The main driving forces underlying the rising global demand for water include increasing world population, improving living standards, changing consumption patterns, and expansion of irrigated agriculture. Therefore, high water scarcity levels appear to prevail in the areas with either high population density or much irrigated agriculture, or both.

According to the report of the University of Twente, moderate to severe water scarcity usually occurs in Mexico and India. In the Western America, Southern Europe, Turkey, Central Asia, and North China, there are many areas experiencing moderate to severe water scarcity in the spring-summer period. Other areas with moderate to severe water scarcity during more than half of a year include parts of Argentina, northern Chile, Africa, the Middle East, Pakistan, and Australia.

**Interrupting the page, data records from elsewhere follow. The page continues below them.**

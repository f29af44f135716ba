//! Query primitives evaluated against documents.
//!
//! # Invariants
//! - Every backend evaluates filters through `Filter::matches`, so query
//!   semantics never depend on the store.
//! - `All` with an empty value list matches nothing.

use crate::model::document::Document;
use crate::model::path::{leaf_matches, FieldPath};
use serde_json::Value;
use std::fmt::{Display, Formatter};

/// Selection predicate for store primitives.
#[derive(Debug, Clone, PartialEq)]
pub enum Filter {
    /// Some value reached by `path` equals `value`, directly or as an array
    /// element.
    Eq { path: FieldPath, value: Value },
    /// Every entry of `values` satisfies `Eq` on `path`.
    All { path: FieldPath, values: Vec<Value> },
}

impl Filter {
    pub fn eq(path: FieldPath, value: impl Into<Value>) -> Self {
        Self::Eq {
            path,
            value: value.into(),
        }
    }

    pub fn all<I, V>(path: FieldPath, values: I) -> Self
    where
        I: IntoIterator<Item = V>,
        V: Into<Value>,
    {
        Self::All {
            path,
            values: values.into_iter().map(Into::into).collect(),
        }
    }

    pub fn path(&self) -> &FieldPath {
        match self {
            Self::Eq { path, .. } | Self::All { path, .. } => path,
        }
    }

    pub fn matches(&self, document: &Document) -> bool {
        let leaves = self.path().resolve(document.fields());
        match self {
            Self::Eq { value, .. } => leaves.iter().any(|leaf| leaf_matches(leaf, value)),
            Self::All { values, .. } => {
                !values.is_empty()
                    && values
                        .iter()
                        .all(|value| leaves.iter().any(|leaf| leaf_matches(leaf, value)))
            }
        }
    }
}

impl Display for Filter {
    fn fmt(&self, f: &mut Formatter<'_>) -> std::fmt::Result {
        match self {
            Self::Eq { path, value } => write!(f, "({path} == {value})"),
            Self::All { path, values } => {
                write!(f, "({path} all {})", Value::Array(values.clone()))
            }
        }
    }
}

#[cfg(test)]
mod tests {
    use super::Filter;
    use crate::model::document::Document;
    use crate::model::path::FieldPath;
    use serde_json::{json, Value};

    fn doc(value: Value) -> Document {
        Document::from_value(value).unwrap()
    }

    fn features() -> FieldPath {
        FieldPath::field("features")
    }

    #[test]
    fn eq_matches_scalars_and_array_members() {
        let item = doc(json!({ "sku": "A", "features": ["x", "y"] }));
        assert!(Filter::eq(FieldPath::field("sku"), "A").matches(&item));
        assert!(!Filter::eq(FieldPath::field("sku"), "B").matches(&item));
        assert!(Filter::eq(features(), "y").matches(&item));
        assert!(Filter::eq(features(), json!(["x", "y"])).matches(&item));
        assert!(!Filter::eq(features(), json!(["y", "x"])).matches(&item));
    }

    #[test]
    fn all_requires_superset() {
        let abc = doc(json!({ "sku": "1", "features": ["A", "B", "C"] }));
        let a = doc(json!({ "sku": "2", "features": ["A"] }));
        let filter = Filter::all(features(), ["A", "B"]);
        assert!(filter.matches(&abc));
        assert!(!filter.matches(&a));
    }

    #[test]
    fn all_ignores_order_and_duplicates() {
        let item = doc(json!({ "sku": "1", "features": ["A", "B"] }));
        assert!(Filter::all(features(), ["B", "A", "B"]).matches(&item));
    }

    #[test]
    fn all_with_empty_values_matches_nothing() {
        let item = doc(json!({ "sku": "1", "features": ["A"] }));
        assert!(!Filter::all(features(), Vec::<Value>::new()).matches(&item));
    }

    #[test]
    fn all_on_missing_field_matches_nothing() {
        let item = doc(json!({ "sku": "1" }));
        assert!(!Filter::all(features(), ["A"]).matches(&item));
    }

    #[test]
    fn nested_eq_is_existential_over_arrays() {
        let speaker = doc(json!({
            "sku": "PRD-400",
            "connectors": [
                { "type": "Aux", "version": "3.5mm" },
                { "type": "USB", "version": "Type-C" }
            ]
        }));
        let path = FieldPath::parse("connectors.version").unwrap();
        assert!(Filter::eq(path.clone(), "Type-C").matches(&speaker));
        assert!(Filter::eq(path.clone(), "3.5mm").matches(&speaker));
        assert!(!Filter::eq(path, "Lightning").matches(&speaker));
    }

    #[test]
    fn display_is_readable() {
        let filter = Filter::all(features(), ["A", "B"]);
        assert_eq!(filter.to_string(), r#"(features all ["A","B"])"#);
    }
}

The report indicates that the number of people facing severe water scarcity for at least 4 to 6 months per year is 1.8 to 2.9 billion worldwide. Half a billion people face severe water scarcity all year round. Of those half-billion people, 180 million live in India, 73 million in Pakistan, 27 million in Egypt, 20 million in Mexico, 20 million in Saudi Arabia, and 18 million in Yemen. Overall, about 4.0 billion people lives under severe water scarcity at least 1 month of a year. Of these 4.0 billion people, 1.0 billion live in India and another 0.9 billion live in China. Other populations facing temporal water scarcity live in Bangladesh (130 million), the United States (130 million), Pakistan (120 million), Nigeria (110 million), and Mexico (90 million).